特に注意したいのは、解約後に健康状態の理由で再加入しにくくなる可能性があることです。解約を考える前に、今の保障内容と、高額療養費制度などの公的なカバー、そして再加入のしやすさを確認してからにしてください。
Q4. 保険の見直しはどこに相談すればいいですか?
a. 保険会社、保険代理店、ファイナンシャルプランナーなどが窓口になります。どこに相談する場合でも、先に自分の保険証券と毎月の保険料を整理しておくことをおすすめします。自分の現状を知ったうえで相談すれば、提案を受け身で聞くのではなく、自分の基準で選べるようになります。

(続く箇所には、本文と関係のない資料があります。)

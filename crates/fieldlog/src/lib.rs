#![deny(unsafe_code)]
#![deny(missing_docs)]
#![deny(rustdoc::broken_intra_doc_links)]

//! # Overview
//!
//! `fieldlog` is a leveled, identity-aware logging facade that renders
//! events as a single line of bracketed `[key:value]` fields:
//!
//! ```text
//! LEVEL:[host:H][path:P][ip:IP][action:A][fname:F][event:E][k1:v1]...
//! ```
//!
//! Callers pick one of six severities - [`trace`], [`debug`], [`user`],
//! [`info`], [`err`], [`sys`] - and supply an action label, the name of the
//! originating function, an event description, and any number of extra
//! key/value pairs. When the optional identity argument carries a value
//! satisfying the [`Identity`] capability, the request's host, path, and
//! client address are prepended to the line.
//!
//! # Design
//!
//! Emission is gated before any formatting work: each entry point checks
//! its threshold first and returns immediately when the event's level is
//! below it. Thresholds exist at two scopes - a process-wide one reachable
//! through [`config::global`] and the free functions [`is`], [`set_level`],
//! [`get_level`], and one per [`Logger`] instance - and both are updated
//! with single-word atomics only. Formatted lines are handed to a
//! [`TextSink`] together with the caller's source location, captured via
//! `#[track_caller]`, so the sink's `file:line` header names the true call
//! site.
//!
//! Error-level output can be colourised red; the process-wide toggle is
//! [`set_colour_errors`] while instance loggers opt in at construction.
//!
//! # Errors
//!
//! Leveled calls are fire and forget: sink write failures are discarded.
//! The raw [`fatal`]/[`fatalf`](fn@fatalf) passthroughs write their message
//! and then terminate the process with exit status 1.
//!
//! # Examples
//!
//! Log through an instance logger into a buffer:
//!
//! ```
//! use fieldlog::{Level, Logger, SinkFlags};
//!
//! let logger = Logger::builder(Vec::new())
//!     .flags(SinkFlags::NONE)
//!     .level(Level::Trace)
//!     .build();
//!
//! logger.info(None, "startup", "main", "listening", &[&"port", &8080]);
//!
//! let text = String::from_utf8(logger.into_writer()).unwrap();
//! assert_eq!(
//!     text,
//!     "INFO:[action:startup][fname:main][event:listening][port:8080]\n"
//! );
//! ```
//!
//! Attach request identity:
//!
//! ```
//! use std::net::{IpAddr, Ipv4Addr};
//! use fieldlog::{Identity, Level, Logger, SinkFlags};
//! use url::Url;
//! use uuid::Uuid;
//!
//! struct Request(Url, Uuid);
//!
//! impl Identity for Request {
//!     fn locator(&self) -> &Url {
//!         &self.0
//!     }
//!     fn remote_addr(&self) -> IpAddr {
//!         IpAddr::V4(Ipv4Addr::new(1, 2, 3, 4))
//!     }
//!     fn session_id(&self) -> Uuid {
//!         self.1
//!     }
//! }
//!
//! let logger = Logger::builder(Vec::new()).flags(SinkFlags::NONE).build();
//! let request = Request(Url::parse("https://example.com/a").unwrap(), Uuid::new_v4());
//! logger.user(Some(&request), "login", "handler", "ok", &[]);
//!
//! let text = String::from_utf8(logger.into_writer()).unwrap();
//! assert_eq!(
//!     text,
//!     "USER:[host:example.com][path:/a][ip:1.2.3.4][action:login][fname:handler][event:ok]\n"
//! );
//! ```

pub mod config;
mod colour;
mod event;
mod global;
mod identity;
mod level;
mod logger;
mod record;

pub use event::Event;
pub use fieldlog_sink::{LineOutput, SinkFlags, TextSink};
pub use global::{
    debug, debug_at, err, err_at, fatal, fatalf, get_level, info, is, print, printf, println,
    set_colour_errors, set_flags, set_level, set_prefix, sys, trace, user,
};
pub use identity::Identity;
pub use level::{Level, LevelFilter};
pub use logger::{Logger, LoggerBuilder};

/// Writes formatted text directly to the process-wide sink, bypassing
/// level gating.
///
/// # Examples
///
/// ```no_run
/// fieldlog::printf!("listening on port {}", 8080);
/// ```
#[macro_export]
macro_rules! printf {
    ($($arg:tt)*) => {
        $crate::printf(::core::format_args!($($arg)*))
    };
}

/// Writes formatted text to the process-wide sink and terminates the
/// process with exit status 1.
///
/// # Examples
///
/// ```no_run
/// fieldlog::fatalf!("cannot bind port {}: giving up", 8080);
/// ```
#[macro_export]
macro_rules! fatalf {
    ($($arg:tt)*) => {
        $crate::fatalf(::core::format_args!($($arg)*))
    };
}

まとめ|50代の保険料見直しは「解約」ではなく「確認」から始める
長くなったので、要点をまとめます。
- 50代は、積み重なった保険料が家計を圧迫しやすい年代
- でも、いきなり解約するのは危険。特に貯蓄型は元本割れに注意
- まずは毎月の保険料を、家族分も含めて全部書き出す
- 何のために入っている保険か、目的を言えるか確認する
- 今の家族構成・退職後の収入に合っているか見る
- 削る前に「減額・特約外し・払い方変更」を考える
- 浮いたお金は、生活費に混ぜずに行き先を決める
保険の見直しというと大ごとに聞こえますが、今日やることはひとつだけです。
保険証券を1枚、引き出しから出して、毎月の保険料を見ること。
茶色く日焼けした封筒の中には、あのころのあなたが家族を思って決めたことが入っています。それを責める必要はどこにもありません。ただ、今のあなたの目で、もう一度眺めてみてください。
この記事は特定の保険商品の解約や加入を勧めるものではなく、筆者個人の家計確認の記録です。個別の判断は、ご自身の状況やご家族との相談のうえで行ってください。